## Your objective
Every line of the records below that holds the word "protection" belongs in the answer.

Data supplied START

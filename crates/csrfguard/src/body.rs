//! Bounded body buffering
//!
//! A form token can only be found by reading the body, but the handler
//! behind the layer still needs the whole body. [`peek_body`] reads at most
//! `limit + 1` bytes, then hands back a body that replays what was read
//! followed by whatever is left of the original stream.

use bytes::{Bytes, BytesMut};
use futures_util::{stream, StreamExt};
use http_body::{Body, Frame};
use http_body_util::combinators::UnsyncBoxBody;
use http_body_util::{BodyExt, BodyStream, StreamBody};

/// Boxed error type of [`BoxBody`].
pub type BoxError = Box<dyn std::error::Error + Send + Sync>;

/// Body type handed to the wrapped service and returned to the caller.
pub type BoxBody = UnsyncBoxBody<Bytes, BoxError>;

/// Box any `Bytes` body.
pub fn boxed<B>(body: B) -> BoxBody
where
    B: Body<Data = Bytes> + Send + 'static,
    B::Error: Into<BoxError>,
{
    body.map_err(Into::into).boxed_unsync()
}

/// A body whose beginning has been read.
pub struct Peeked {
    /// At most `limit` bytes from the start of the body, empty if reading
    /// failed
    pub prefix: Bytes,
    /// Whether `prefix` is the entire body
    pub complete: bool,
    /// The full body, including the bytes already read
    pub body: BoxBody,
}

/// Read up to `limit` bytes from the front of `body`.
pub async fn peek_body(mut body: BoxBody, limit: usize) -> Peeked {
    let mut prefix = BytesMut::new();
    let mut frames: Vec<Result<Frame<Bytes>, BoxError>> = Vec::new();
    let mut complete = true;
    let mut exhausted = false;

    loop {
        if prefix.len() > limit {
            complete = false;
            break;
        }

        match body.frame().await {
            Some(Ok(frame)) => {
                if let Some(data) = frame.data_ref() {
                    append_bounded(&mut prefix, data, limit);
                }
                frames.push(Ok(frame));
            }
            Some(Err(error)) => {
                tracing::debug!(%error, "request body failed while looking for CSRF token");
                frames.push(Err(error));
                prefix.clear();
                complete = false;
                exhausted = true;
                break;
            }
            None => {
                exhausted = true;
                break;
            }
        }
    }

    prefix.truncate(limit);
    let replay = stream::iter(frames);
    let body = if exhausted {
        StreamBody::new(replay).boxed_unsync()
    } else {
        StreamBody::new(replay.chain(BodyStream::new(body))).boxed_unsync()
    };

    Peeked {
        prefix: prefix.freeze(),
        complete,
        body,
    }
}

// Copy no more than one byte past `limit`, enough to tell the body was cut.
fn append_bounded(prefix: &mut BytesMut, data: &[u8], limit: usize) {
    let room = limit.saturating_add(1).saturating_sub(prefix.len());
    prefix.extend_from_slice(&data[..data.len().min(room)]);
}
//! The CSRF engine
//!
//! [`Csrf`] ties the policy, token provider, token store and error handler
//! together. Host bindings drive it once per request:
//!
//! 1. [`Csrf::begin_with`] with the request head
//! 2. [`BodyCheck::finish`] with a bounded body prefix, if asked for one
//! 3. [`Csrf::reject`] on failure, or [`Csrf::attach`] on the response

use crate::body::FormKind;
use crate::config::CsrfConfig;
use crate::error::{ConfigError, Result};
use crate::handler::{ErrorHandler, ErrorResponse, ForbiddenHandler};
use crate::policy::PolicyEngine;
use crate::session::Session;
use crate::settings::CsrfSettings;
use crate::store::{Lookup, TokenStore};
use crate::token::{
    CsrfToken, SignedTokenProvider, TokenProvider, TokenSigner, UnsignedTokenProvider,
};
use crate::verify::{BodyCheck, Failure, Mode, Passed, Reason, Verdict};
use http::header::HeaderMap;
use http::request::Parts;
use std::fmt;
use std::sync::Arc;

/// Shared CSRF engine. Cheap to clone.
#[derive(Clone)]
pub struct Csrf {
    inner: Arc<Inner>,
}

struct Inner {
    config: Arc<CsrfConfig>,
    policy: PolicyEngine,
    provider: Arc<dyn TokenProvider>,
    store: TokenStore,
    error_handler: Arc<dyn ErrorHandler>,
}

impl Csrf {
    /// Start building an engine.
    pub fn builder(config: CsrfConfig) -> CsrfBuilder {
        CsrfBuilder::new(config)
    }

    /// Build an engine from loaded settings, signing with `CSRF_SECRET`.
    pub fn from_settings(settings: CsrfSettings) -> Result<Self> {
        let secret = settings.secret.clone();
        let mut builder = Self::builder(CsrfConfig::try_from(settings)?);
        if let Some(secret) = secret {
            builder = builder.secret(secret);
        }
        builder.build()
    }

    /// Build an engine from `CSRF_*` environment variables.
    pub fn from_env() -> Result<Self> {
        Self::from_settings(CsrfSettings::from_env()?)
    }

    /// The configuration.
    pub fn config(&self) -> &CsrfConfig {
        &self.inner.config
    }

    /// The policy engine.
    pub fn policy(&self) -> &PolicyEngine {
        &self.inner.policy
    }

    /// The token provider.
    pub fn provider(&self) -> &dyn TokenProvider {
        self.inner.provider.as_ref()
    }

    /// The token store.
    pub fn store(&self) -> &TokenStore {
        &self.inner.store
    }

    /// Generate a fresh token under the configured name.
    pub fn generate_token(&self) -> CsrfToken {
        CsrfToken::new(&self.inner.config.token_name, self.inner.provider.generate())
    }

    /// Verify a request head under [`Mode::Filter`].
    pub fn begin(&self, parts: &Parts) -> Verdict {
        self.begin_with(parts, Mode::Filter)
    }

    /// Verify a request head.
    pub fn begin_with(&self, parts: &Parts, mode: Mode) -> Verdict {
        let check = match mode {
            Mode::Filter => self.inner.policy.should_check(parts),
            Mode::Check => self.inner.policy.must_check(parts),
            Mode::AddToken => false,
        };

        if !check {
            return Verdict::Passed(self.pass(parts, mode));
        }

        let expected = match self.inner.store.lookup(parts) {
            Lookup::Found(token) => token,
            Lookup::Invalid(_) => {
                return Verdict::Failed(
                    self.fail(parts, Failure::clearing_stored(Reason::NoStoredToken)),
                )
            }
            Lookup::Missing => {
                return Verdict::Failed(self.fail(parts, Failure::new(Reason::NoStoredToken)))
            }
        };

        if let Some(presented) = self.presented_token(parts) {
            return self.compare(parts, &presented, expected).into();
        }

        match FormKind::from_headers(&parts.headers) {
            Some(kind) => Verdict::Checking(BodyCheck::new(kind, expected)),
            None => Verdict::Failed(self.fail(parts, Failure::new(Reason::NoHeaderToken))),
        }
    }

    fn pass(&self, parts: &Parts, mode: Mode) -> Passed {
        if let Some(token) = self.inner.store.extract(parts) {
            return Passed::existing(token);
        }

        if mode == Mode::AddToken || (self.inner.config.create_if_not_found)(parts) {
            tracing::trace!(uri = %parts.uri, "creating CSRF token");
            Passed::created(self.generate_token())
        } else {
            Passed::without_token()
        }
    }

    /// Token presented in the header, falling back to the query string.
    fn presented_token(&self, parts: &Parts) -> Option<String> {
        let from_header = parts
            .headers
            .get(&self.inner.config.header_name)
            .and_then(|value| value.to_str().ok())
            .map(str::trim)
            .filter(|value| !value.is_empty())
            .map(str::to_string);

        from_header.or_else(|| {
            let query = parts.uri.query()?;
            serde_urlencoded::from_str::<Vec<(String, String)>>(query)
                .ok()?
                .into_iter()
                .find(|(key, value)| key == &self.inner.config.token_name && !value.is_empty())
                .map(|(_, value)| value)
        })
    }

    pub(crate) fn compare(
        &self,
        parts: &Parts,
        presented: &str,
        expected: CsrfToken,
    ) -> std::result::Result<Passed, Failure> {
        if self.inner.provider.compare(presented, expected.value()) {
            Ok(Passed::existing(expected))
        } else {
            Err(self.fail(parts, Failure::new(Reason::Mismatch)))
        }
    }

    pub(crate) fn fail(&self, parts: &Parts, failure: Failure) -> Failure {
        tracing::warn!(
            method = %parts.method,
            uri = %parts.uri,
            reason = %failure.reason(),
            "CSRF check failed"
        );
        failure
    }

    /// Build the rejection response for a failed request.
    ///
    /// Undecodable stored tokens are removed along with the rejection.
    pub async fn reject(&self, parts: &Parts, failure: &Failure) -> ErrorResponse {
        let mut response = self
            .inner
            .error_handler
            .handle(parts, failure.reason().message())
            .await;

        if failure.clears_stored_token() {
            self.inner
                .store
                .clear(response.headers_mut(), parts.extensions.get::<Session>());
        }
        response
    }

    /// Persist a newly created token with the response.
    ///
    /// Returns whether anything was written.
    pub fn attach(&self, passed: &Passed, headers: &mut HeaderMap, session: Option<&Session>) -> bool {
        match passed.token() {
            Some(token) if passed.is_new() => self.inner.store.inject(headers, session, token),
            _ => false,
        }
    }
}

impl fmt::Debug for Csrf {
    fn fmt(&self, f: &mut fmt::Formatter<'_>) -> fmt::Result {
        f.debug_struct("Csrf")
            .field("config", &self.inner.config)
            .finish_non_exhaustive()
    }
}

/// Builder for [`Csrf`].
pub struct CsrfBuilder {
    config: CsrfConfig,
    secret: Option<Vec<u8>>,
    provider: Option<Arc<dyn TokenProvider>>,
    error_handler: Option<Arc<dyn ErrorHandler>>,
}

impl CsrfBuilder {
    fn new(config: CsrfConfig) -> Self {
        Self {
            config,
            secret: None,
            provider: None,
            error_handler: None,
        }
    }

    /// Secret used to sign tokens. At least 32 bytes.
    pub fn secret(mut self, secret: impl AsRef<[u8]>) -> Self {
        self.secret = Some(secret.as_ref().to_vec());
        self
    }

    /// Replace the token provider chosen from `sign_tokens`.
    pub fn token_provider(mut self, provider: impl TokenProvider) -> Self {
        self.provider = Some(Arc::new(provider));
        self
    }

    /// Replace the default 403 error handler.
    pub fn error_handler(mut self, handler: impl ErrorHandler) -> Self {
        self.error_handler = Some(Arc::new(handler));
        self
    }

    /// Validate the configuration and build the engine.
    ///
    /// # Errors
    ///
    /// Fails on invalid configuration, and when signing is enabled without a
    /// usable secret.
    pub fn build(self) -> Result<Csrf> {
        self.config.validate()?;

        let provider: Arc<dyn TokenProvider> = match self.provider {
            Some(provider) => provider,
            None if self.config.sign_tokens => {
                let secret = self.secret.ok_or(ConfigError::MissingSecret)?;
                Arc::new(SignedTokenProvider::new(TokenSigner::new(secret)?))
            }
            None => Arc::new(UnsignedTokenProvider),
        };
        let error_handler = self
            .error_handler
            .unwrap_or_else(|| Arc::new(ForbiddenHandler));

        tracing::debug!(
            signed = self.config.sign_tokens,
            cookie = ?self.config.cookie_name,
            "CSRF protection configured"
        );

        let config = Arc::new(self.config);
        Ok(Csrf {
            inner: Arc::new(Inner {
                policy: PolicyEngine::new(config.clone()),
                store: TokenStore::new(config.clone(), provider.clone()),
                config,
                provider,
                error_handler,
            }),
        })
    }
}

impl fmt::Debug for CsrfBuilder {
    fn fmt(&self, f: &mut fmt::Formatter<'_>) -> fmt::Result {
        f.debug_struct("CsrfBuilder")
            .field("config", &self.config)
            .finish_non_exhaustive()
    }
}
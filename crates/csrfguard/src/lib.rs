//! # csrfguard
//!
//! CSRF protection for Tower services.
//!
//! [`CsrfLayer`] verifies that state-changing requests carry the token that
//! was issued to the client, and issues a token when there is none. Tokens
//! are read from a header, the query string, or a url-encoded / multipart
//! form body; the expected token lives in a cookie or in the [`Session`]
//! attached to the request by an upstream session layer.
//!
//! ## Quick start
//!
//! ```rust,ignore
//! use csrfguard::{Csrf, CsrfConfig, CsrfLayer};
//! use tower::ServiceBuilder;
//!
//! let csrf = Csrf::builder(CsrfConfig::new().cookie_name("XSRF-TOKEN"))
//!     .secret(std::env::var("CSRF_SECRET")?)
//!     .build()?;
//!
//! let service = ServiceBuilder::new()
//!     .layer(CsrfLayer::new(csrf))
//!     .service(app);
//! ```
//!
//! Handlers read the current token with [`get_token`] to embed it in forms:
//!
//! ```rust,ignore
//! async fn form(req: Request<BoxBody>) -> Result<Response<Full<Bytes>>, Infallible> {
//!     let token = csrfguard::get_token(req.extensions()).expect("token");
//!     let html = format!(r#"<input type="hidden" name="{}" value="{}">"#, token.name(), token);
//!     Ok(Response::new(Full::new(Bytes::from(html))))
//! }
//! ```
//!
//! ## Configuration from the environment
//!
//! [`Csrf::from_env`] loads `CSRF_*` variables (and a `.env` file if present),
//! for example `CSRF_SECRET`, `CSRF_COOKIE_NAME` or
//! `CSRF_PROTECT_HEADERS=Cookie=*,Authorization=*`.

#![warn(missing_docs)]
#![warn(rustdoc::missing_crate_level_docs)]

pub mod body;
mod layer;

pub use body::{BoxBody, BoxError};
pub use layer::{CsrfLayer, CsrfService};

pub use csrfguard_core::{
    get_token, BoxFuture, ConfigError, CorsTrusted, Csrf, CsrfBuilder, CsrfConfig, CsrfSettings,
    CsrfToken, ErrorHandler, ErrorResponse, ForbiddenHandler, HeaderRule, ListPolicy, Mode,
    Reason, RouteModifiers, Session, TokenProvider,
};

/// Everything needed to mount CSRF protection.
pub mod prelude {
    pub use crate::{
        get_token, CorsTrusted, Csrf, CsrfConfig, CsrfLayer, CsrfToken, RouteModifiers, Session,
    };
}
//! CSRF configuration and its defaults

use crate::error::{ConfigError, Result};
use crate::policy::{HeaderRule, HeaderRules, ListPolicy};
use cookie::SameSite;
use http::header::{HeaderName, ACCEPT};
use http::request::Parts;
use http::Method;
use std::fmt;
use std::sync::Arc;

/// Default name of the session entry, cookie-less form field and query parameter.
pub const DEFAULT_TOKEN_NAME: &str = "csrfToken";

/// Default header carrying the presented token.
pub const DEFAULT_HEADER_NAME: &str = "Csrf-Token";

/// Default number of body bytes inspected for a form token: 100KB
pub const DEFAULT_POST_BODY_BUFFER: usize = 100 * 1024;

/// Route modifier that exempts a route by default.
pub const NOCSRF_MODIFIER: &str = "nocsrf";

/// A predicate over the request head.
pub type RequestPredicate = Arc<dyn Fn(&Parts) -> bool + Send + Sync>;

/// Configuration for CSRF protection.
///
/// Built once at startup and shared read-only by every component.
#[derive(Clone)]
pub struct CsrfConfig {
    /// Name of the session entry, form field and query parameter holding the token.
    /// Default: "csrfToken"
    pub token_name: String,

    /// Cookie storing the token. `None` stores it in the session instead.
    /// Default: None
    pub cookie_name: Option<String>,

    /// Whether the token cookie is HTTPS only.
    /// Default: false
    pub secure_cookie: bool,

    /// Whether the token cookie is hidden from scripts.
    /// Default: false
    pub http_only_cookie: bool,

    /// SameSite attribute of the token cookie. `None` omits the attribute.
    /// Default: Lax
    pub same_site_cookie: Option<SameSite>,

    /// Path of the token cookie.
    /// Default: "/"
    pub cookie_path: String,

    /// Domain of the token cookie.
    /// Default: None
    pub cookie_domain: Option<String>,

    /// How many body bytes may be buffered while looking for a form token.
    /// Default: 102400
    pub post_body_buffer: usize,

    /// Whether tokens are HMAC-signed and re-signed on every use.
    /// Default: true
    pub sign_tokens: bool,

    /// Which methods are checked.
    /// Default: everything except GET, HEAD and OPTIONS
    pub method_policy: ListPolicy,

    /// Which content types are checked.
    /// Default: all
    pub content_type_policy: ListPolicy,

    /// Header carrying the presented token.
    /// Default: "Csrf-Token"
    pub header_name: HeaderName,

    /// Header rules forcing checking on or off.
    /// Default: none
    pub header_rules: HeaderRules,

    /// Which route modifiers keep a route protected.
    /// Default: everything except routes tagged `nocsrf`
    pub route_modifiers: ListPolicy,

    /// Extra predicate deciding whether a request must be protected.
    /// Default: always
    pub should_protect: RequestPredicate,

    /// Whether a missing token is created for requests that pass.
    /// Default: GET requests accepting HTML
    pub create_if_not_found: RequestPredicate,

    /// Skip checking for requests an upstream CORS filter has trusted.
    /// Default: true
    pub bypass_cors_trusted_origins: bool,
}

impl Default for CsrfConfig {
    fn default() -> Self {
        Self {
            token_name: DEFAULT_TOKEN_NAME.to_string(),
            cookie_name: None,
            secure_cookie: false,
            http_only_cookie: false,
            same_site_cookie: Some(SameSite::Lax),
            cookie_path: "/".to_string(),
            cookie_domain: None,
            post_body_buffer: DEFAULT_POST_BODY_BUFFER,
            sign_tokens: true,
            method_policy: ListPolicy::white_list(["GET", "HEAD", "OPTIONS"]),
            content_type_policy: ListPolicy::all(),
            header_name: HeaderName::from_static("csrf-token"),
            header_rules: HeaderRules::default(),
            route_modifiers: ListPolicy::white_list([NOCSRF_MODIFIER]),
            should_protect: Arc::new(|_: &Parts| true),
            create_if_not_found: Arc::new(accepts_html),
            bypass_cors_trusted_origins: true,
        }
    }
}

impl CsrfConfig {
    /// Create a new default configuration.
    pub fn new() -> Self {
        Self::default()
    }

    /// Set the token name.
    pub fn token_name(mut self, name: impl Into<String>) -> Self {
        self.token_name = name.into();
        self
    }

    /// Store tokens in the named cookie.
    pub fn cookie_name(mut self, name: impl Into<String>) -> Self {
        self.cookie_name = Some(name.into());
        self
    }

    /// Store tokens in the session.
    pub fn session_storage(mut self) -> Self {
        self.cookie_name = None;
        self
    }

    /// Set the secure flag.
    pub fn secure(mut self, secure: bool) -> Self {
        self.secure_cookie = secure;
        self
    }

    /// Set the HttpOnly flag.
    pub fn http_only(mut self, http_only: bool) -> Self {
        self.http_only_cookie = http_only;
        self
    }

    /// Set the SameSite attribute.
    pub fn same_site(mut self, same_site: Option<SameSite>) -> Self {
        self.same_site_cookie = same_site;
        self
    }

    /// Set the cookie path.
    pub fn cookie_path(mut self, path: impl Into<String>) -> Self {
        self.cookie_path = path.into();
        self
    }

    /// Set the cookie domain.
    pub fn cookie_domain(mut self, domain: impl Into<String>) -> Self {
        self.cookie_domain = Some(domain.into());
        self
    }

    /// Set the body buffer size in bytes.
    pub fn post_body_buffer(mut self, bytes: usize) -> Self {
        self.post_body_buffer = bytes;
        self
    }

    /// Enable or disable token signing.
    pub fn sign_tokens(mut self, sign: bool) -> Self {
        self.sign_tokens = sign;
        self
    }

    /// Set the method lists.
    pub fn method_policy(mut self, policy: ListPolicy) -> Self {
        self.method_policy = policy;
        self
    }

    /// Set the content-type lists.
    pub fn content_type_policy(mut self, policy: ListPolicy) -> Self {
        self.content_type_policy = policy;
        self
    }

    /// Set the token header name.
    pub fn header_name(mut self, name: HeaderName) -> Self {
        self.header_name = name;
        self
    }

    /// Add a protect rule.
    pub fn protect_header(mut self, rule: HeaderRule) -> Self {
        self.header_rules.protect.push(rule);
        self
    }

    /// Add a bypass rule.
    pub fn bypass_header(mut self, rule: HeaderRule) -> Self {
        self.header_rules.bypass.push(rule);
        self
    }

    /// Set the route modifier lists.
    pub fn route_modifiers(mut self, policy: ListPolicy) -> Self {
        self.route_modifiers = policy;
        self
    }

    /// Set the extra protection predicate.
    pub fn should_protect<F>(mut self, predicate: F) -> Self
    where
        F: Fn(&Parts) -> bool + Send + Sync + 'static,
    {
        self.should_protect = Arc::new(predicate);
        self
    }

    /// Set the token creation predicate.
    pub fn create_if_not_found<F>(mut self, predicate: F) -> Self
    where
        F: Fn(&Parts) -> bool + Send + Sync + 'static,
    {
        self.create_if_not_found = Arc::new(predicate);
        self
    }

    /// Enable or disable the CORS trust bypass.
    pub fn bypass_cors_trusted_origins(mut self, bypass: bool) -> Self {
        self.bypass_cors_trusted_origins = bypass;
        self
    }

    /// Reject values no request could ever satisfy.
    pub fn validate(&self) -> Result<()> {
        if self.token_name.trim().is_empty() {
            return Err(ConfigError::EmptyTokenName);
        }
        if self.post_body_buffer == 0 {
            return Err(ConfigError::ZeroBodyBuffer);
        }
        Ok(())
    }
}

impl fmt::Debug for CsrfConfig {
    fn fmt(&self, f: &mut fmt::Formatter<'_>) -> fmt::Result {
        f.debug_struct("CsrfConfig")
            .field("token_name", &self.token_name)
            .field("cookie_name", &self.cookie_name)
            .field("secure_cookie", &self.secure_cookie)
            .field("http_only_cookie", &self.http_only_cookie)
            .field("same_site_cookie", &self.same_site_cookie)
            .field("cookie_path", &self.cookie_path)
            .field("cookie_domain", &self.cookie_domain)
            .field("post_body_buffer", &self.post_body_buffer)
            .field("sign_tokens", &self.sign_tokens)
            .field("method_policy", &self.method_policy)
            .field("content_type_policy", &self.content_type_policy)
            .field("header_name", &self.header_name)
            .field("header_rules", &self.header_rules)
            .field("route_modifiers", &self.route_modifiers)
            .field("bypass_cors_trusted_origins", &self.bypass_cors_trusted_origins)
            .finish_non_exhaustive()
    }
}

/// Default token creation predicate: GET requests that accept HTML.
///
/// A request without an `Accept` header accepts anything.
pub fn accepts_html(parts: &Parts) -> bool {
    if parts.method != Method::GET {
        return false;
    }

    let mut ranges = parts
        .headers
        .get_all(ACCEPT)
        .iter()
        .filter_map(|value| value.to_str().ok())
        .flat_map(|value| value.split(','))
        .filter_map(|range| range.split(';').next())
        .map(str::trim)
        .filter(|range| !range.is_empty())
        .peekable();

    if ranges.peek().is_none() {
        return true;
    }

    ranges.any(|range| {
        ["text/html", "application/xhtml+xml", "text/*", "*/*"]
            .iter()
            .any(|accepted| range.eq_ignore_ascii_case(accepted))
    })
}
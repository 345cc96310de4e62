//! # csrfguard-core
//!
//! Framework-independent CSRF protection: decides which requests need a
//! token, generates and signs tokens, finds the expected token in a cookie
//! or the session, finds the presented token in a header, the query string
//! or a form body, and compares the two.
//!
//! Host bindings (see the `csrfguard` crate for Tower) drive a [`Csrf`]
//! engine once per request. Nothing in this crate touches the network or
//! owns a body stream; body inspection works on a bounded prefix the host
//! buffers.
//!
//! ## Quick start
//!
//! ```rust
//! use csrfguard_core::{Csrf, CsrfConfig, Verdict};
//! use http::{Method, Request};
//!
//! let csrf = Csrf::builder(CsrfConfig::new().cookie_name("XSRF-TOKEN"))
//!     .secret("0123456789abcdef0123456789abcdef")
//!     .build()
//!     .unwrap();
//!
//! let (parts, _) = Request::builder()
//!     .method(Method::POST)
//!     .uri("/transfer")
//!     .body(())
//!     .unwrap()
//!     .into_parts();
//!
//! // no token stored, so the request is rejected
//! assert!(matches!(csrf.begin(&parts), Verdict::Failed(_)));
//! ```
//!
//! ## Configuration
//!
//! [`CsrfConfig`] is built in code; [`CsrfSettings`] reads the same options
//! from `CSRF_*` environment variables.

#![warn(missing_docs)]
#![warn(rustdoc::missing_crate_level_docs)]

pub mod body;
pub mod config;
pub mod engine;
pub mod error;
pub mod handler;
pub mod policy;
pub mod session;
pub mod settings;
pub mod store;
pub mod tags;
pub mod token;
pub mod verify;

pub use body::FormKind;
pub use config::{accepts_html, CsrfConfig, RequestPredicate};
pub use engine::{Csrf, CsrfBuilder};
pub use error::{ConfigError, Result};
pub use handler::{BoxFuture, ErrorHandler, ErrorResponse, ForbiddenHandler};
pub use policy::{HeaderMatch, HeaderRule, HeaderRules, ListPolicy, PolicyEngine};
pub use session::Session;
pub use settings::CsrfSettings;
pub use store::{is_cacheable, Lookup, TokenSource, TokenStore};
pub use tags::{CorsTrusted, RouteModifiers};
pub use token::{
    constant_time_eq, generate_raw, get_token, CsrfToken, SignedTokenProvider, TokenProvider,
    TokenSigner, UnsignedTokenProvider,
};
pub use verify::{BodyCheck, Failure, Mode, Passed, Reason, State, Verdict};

Data supplied END

## Solution to this exercise
            "CSRF protection configured"
//! CSRF protection for Tower services.
/// Everything needed to mount CSRF protection.
/// Configuration for CSRF protection.
    /// Set the extra protection predicate.
//! Framework-independent CSRF protection: decides which requests need a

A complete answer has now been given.